(Collected data)

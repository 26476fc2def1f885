//! 流式模块：单流驱动、协作式中断与显示缓冲。
//!
//! # Streaming Module
//!
//! | Component | Description |
//! |-----------|-------------|
//! | [`StreamHandler`] | Drives at most one stream at a time into a [`ChunkSink`] |
//! | [`ResponseBuffer`] | Coalesces many small chunks into fewer display flushes |
//! | [`contents`] | Turns an adapter [`ChunkStream`] into a content source for the handler |
//!
//! ```rust
//! use ai_relay::streaming::{ChunkEvent, StreamHandler};
//! use futures::stream;
//!
//! # #[tokio::main(flavor = "current_thread")]
//! # async fn main() -> ai_relay::Result<()> {
//! let handler = StreamHandler::new();
//! let mut seen = Vec::new();
//! let (tx, mut rx) = tokio::sync::mpsc::unbounded_channel();
//!
//! let source = stream::iter(vec![
//!     Ok::<_, ai_relay::Error>("Hel".to_string()),
//!     Ok("lo".to_string()),
//! ]);
//! let task = handler.start_stream(source, move |c: &ChunkEvent| {
//!     let _ = tx.send((c.content.clone(), c.is_final));
//! })?;
//! task.wait().await;
//!
//! while let Ok(item) = rx.try_recv() {
//!     seen.push(item);
//! }
//! assert_eq!(seen.last(), Some(&(String::new(), true)));
//! # Ok(())
//! # }
//! ```

pub mod buffer;
pub mod handler;

pub use buffer::{
    find_word_boundary, spawn_auto_flush, AutoFlushHandle, BufferStatistics, ResponseBuffer,
};
pub use handler::{StreamHandler, StreamOutcome, StreamTask};

use crate::adapter::ChunkStream;
use crate::{Error, Result};
use futures::stream::BoxStream;
use futures::StreamExt;
use serde::{Deserialize, Serialize};
use std::fmt;

/// Lifecycle of the handler's single stream slot.
#[derive(Debug, Clone, Copy, PartialEq, Eq, Hash, Default, Serialize, Deserialize)]
#[serde(rename_all = "snake_case")]
pub enum StreamState {
    #[default]
    Idle,
    Streaming,
    Interrupting,
    Completed,
    Failed,
}

impl StreamState {
    pub fn as_str(&self) -> &'static str {
        match self {
            StreamState::Idle => "idle",
            StreamState::Streaming => "streaming",
            StreamState::Interrupting => "interrupting",
            StreamState::Completed => "completed",
            StreamState::Failed => "failed",
        }
    }

    pub fn is_active(&self) -> bool {
        matches!(self, StreamState::Streaming | StreamState::Interrupting)
    }
}

impl fmt::Display for StreamState {
    fn fmt(&self, f: &mut fmt::Formatter<'_>) -> fmt::Result {
        f.write_str(self.as_str())
    }
}

/// What a sink receives for every delivered chunk.
#[derive(Debug, Clone, PartialEq, Eq)]
pub struct ChunkEvent {
    pub content: String,
    pub stream_id: String,
    pub chunk_index: u64,
    pub is_final: bool,
}

/// Receiver of stream output. Runs inside the streaming task; must not block.
pub trait ChunkSink: Send + 'static {
    fn on_chunk(&mut self, chunk: &ChunkEvent);

    /// The source failed after `on_chunk` saw everything delivered so far.
    fn on_error(&mut self, _error: &Error) {}
}

impl<F> ChunkSink for F
where
    F: FnMut(&ChunkEvent) + Send + 'static,
{
    fn on_chunk(&mut self, chunk: &ChunkEvent) {
        self(chunk)
    }
}

/// Content-only view of an adapter stream.
///
/// The adapter's own terminal chunk is skipped when it carries no content:
/// the handler appends its own final chunk.
pub fn contents(stream: ChunkStream) -> BoxStream<'static, Result<String>> {
    stream
        .filter_map(|item| async move {
            match item {
                Ok(chunk) if chunk.is_complete && chunk.content.is_empty() => None,
                Ok(chunk) => Some(Ok(chunk.content)),
                Err(e) => Some(Err(e)),
            }
        })
        .boxed()
}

#### [Exercise details]
Each line in the records above with "ChunkEvent" must be returned.

#### [Output below]
//! use ai_relay::streaming::{ChunkEvent, StreamHandler};
//! let task = handler.start_stream(source, move |c: &ChunkEvent| {
pub struct ChunkEvent {
    fn on_chunk(&mut self, chunk: &ChunkEvent);
    F: FnMut(&ChunkEvent) + Send + 'static,
    fn on_chunk(&mut self, chunk: &ChunkEvent) {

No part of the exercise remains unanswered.